### RECORDS FOR THE TASK ###

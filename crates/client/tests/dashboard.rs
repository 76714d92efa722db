//! Dashboard aggregation over the store's unfiltered listing.

mod common;

use std::sync::Arc;

use common::{date, FakeStore};
use plano_client::guard::{MountCounter, ViewGuard};
use plano_client::screens::dashboard::DashboardScreen;
use plano_core::messages;
use plano_core::status::PlanoStatus::{self, *};

fn store_with(statuses: &[PlanoStatus]) -> Arc<FakeStore> {
    let store = FakeStore::signed_in();
    let regional = store.seed_regional("Norte");
    let responsavel = store.seed_responsavel("Ana", regional);
    for (i, status) in statuses.iter().enumerate() {
        store.seed_plano(regional, responsavel, &format!("acao {i}"), date(3, 1), *status);
    }
    Arc::new(store)
}

#[tokio::test]
async fn test_starts_loading_with_zeroed_stats() {
    let screen = DashboardScreen::new(store_with(&[]), ViewGuard::detached());
    assert!(screen.is_loading());
    assert_eq!(screen.summary().total, 0);
}

#[tokio::test]
async fn test_four_rows_two_planned() {
    let store = store_with(&[Planejado, Planejado, EmAndamento, Concluido]);
    let mut screen = DashboardScreen::new(store, ViewGuard::detached());
    screen.load().await;

    assert!(!screen.is_loading());
    assert_eq!(screen.error(), None);

    let summary = screen.summary();
    assert_eq!(summary.total, 4);
    assert_eq!(summary.completion_rate(), 25);
    assert_eq!(summary.in_progress_rate(), 25);
    assert_eq!(summary.late_rate(), 0);

    let shares: Vec<(PlanoStatus, u64, u32)> = screen
        .buckets()
        .iter()
        .map(|b| (b.status, b.count, b.percentage))
        .collect();
    assert_eq!(
        shares,
        [
            (Planejado, 2, 50),
            (EmAndamento, 1, 25),
            (Concluido, 1, 25),
            (Atrasado, 0, 0),
        ]
    );
}

#[tokio::test]
async fn test_empty_store_shows_zero_everywhere() {
    let mut screen = DashboardScreen::new(store_with(&[]), ViewGuard::detached());
    screen.load().await;

    assert_eq!(screen.summary().total, 0);
    assert!(screen.buckets().iter().all(|b| b.count == 0 && b.percentage == 0));
}

#[tokio::test]
async fn test_failure_shows_message() {
    let store = store_with(&[Atrasado]);
    store.fail("list_planos");
    let mut screen = DashboardScreen::new(store, ViewGuard::detached());
    screen.load().await;

    assert_eq!(screen.error(), Some(messages::LOAD_STATS_FAILED));
    assert_eq!(screen.summary().total, 0);
}

#[tokio::test]
async fn test_result_arriving_after_navigation_is_dropped() {
    let store = store_with(&[Concluido, Concluido]);
    let counter = MountCounter::default();
    let mut screen = DashboardScreen::new(store.clone(), counter.mount());

    let nav = counter.clone();
    store.during_next("list_planos", move || nav.advance());
    screen.load().await;

    assert_eq!(store.calls("list_planos"), 1);
    assert_eq!(screen.summary().total, 0);
    assert_eq!(screen.error(), None);
}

###

== WHAT IS NEEDED ==
From the records above, print exactly the lines that run from the line with "use plano_core::messages;" to the line with "for (i, status)", inclusive.

== SOLUTION ==
use plano_core::messages;
use plano_core::status::PlanoStatus::{self, *};

fn store_with(statuses: &[PlanoStatus]) -> Arc<FakeStore> {
    let store = FakeStore::signed_in();
    let regional = store.seed_regional("Norte");
    let responsavel = store.seed_responsavel("Ana", regional);
    for (i, status) in statuses.iter().enumerate() {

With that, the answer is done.